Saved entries
◇ ◇ ◇ ◇ ◇

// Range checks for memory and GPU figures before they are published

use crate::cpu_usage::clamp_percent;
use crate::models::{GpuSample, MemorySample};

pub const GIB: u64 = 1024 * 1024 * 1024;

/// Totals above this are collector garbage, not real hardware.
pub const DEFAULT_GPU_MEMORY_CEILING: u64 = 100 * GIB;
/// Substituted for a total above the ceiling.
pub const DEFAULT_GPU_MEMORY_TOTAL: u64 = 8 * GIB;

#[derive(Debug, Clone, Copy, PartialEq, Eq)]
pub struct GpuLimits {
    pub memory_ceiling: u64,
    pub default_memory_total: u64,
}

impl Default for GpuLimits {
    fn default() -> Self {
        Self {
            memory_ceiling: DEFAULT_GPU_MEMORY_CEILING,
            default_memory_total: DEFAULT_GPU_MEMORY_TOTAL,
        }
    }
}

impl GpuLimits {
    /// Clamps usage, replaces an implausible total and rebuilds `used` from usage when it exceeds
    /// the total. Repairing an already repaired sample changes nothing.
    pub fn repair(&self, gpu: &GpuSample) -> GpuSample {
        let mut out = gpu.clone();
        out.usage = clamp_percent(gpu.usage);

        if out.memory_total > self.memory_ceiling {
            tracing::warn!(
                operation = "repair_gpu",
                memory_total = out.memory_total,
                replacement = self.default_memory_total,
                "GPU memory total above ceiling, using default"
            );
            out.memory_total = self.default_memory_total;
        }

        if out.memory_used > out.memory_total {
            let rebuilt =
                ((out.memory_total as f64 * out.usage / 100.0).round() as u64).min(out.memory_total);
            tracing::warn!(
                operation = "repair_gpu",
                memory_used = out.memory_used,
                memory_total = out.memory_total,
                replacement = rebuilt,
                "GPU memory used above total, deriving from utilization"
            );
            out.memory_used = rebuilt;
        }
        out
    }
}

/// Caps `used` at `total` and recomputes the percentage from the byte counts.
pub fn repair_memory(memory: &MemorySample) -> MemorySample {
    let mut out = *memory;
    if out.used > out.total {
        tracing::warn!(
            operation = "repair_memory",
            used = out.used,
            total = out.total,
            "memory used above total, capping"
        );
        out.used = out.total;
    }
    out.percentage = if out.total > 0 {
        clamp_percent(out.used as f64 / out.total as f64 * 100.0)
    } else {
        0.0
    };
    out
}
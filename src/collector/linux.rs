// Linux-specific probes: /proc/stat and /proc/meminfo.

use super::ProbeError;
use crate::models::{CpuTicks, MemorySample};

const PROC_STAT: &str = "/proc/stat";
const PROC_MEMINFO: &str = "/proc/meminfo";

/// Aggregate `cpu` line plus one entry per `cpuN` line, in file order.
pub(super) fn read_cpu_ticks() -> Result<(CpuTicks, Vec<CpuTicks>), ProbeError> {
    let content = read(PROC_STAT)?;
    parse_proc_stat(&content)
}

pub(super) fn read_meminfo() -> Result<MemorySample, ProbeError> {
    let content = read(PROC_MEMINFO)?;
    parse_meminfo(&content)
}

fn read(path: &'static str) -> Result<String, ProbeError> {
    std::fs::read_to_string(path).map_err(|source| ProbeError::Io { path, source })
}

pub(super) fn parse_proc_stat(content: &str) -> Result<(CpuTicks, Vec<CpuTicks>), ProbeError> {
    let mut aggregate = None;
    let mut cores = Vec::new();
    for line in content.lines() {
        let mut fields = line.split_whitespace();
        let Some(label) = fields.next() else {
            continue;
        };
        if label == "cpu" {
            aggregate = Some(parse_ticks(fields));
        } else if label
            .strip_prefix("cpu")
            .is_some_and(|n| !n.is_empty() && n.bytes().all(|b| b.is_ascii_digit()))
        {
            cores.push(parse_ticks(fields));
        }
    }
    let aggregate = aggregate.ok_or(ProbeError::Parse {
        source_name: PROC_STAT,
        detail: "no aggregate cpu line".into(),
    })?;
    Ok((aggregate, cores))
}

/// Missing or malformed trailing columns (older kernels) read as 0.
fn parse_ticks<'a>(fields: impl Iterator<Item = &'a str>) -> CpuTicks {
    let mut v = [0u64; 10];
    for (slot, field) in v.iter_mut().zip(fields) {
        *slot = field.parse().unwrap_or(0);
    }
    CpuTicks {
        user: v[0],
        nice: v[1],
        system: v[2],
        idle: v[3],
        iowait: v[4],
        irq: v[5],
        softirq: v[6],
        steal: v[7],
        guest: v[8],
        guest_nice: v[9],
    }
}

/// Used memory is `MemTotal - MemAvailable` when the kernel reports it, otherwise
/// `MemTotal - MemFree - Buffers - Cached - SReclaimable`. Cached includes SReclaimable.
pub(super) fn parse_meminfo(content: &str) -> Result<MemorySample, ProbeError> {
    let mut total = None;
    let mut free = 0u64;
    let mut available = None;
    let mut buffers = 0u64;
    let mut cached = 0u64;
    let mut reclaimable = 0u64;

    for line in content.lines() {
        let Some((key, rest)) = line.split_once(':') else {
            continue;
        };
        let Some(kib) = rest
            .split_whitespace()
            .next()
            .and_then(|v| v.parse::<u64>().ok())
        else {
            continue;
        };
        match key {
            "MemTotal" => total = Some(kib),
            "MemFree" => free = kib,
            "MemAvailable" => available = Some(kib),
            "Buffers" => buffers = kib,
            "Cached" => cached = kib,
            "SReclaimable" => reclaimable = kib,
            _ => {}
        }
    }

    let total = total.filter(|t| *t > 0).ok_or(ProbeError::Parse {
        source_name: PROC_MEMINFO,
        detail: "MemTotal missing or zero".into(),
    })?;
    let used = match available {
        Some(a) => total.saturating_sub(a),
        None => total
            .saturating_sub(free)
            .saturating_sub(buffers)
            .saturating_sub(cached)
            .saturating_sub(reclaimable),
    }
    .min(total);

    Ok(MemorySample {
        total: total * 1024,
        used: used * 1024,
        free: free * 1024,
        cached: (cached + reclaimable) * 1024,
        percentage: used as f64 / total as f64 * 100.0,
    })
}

◇ ◇ ◇ ◇ ◇

**INSTRUCTIONS FOR THE TASK**
All the entries should be output exactly as given.

**OUTPUT**
// Range checks for memory and GPU figures before they are published

use crate::cpu_usage::clamp_percent;
use crate::models::{GpuSample, MemorySample};

pub const GIB: u64 = 1024 * 1024 * 1024;

/// Totals above this are collector garbage, not real hardware.
pub const DEFAULT_GPU_MEMORY_CEILING: u64 = 100 * GIB;
/// Substituted for a total above the ceiling.
pub const DEFAULT_GPU_MEMORY_TOTAL: u64 = 8 * GIB;

#[derive(Debug, Clone, Copy, PartialEq, Eq)]
pub struct GpuLimits {
    pub memory_ceiling: u64,
    pub default_memory_total: u64,
}

impl Default for GpuLimits {
    fn default() -> Self {
        Self {
            memory_ceiling: DEFAULT_GPU_MEMORY_CEILING,
            default_memory_total: DEFAULT_GPU_MEMORY_TOTAL,
        }
    }
}

impl GpuLimits {
    /// Clamps usage, replaces an implausible total and rebuilds `used` from usage when it exceeds
    /// the total. Repairing an already repaired sample changes nothing.
    pub fn repair(&self, gpu: &GpuSample) -> GpuSample {
        let mut out = gpu.clone();
        out.usage = clamp_percent(gpu.usage);

        if out.memory_total > self.memory_ceiling {
            tracing::warn!(
                operation = "repair_gpu",
                memory_total = out.memory_total,
                replacement = self.default_memory_total,
                "GPU memory total above ceiling, using default"
            );
            out.memory_total = self.default_memory_total;
        }

        if out.memory_used > out.memory_total {
            let rebuilt =
                ((out.memory_total as f64 * out.usage / 100.0).round() as u64).min(out.memory_total);
            tracing::warn!(
                operation = "repair_gpu",
                memory_used = out.memory_used,
                memory_total = out.memory_total,
                replacement = rebuilt,
                "GPU memory used above total, deriving from utilization"
            );
            out.memory_used = rebuilt;
        }
        out
    }
}

/// Caps `used` at `total` and recomputes the percentage from the byte counts.
pub fn repair_memory(memory: &MemorySample) -> MemorySample {
    let mut out = *memory;
    if out.used > out.total {
        tracing::warn!(
            operation = "repair_memory",
            used = out.used,
            total = out.total,
            "memory used above total, capping"
        );
        out.used = out.total;
    }
    out.percentage = if out.total > 0 {
        clamp_percent(out.used as f64 / out.total as f64 * 100.0)
    } else {
        0.0
    };
    out
}
filename src/collector/linux.rs
// Linux-specific probes: /proc/stat and /proc/meminfo.

use super::ProbeError;
use crate::models::{CpuTicks, MemorySample};

const PROC_STAT: &str = "/proc/stat";
const PROC_MEMINFO: &str = "/proc/meminfo";

/// Aggregate `cpu` line plus one entry per `cpuN` line, in file order.
pub(super) fn read_cpu_ticks() -> Result<(CpuTicks, Vec<CpuTicks>), ProbeError> {
    let content = read(PROC_STAT)?;
    parse_proc_stat(&content)
}

pub(super) fn read_meminfo() -> Result<MemorySample, ProbeError> {
    let content = read(PROC_MEMINFO)?;
    parse_meminfo(&content)
}

fn read(path: &'static str) -> Result<String, ProbeError> {
    std::fs::read_to_string(path).map_err(|source| ProbeError::Io { path, source })
}

pub(super) fn parse_proc_stat(content: &str) -> Result<(CpuTicks, Vec<CpuTicks>), ProbeError> {
    let mut aggregate = None;
    let mut cores = Vec::new();
    for line in content.lines() {
        let mut fields = line.split_whitespace();
        let Some(label) = fields.next() else {
            continue;
        };
        if label == "cpu" {
            aggregate = Some(parse_ticks(fields));
        } else if label
            .strip_prefix("cpu")
            .is_some_and(|n| !n.is_empty() && n.bytes().all(|b| b.is_ascii_digit()))
        {
            cores.push(parse_ticks(fields));
        }
    }
    let aggregate = aggregate.ok_or(ProbeError::Parse {
        source_name: PROC_STAT,
        detail: "no aggregate cpu line".into(),
    })?;
    Ok((aggregate, cores))
}

/// Missing or malformed trailing columns (older kernels) read as 0.
fn parse_ticks<'a>(fields: impl Iterator<Item = &'a str>) -> CpuTicks {
    let mut v = [0u64; 10];
    for (slot, field) in v.iter_mut().zip(fields) {
        *slot = field.parse().unwrap_or(0);
    }
    CpuTicks {
        user: v[0],
        nice: v[1],
        system: v[2],
        idle: v[3],
        iowait: v[4],
        irq: v[5],
        softirq: v[6],
        steal: v[7],
        guest: v[8],
        guest_nice: v[9],
    }
}

/// Used memory is `MemTotal - MemAvailable` when the kernel reports it, otherwise
/// `MemTotal - MemFree - Buffers - Cached - SReclaimable`. Cached includes SReclaimable.
pub(super) fn parse_meminfo(content: &str) -> Result<MemorySample, ProbeError> {
    let mut total = None;
    let mut free = 0u64;
    let mut available = None;
    let mut buffers = 0u64;
    let mut cached = 0u64;
    let mut reclaimable = 0u64;

    for line in content.lines() {
        let Some((key, rest)) = line.split_once(':') else {
            continue;
        };
        let Some(kib) = rest
            .split_whitespace()
            .next()
            .and_then(|v| v.parse::<u64>().ok())
        else {
            continue;
        };
        match key {
            "MemTotal" => total = Some(kib),
            "MemFree" => free = kib,
            "MemAvailable" => available = Some(kib),
            "Buffers" => buffers = kib,
            "Cached" => cached = kib,
            "SReclaimable" => reclaimable = kib,
            _ => {}
        }
    }

    let total = total.filter(|t| *t > 0).ok_or(ProbeError::Parse {
        source_name: PROC_MEMINFO,
        detail: "MemTotal missing or zero".into(),
    })?;
    let used = match available {
        Some(a) => total.saturating_sub(a),
        None => total
            .saturating_sub(free)
            .saturating_sub(buffers)
            .saturating_sub(cached)
            .saturating_sub(reclaimable),
    }
    .min(total);

    Ok(MemorySample {
        total: total * 1024,
        used: used * 1024,
        free: free * 1024,
        cached: (cached + reclaimable) * 1024,
        percentage: used as f64 / total as f64 * 100.0,
    })
}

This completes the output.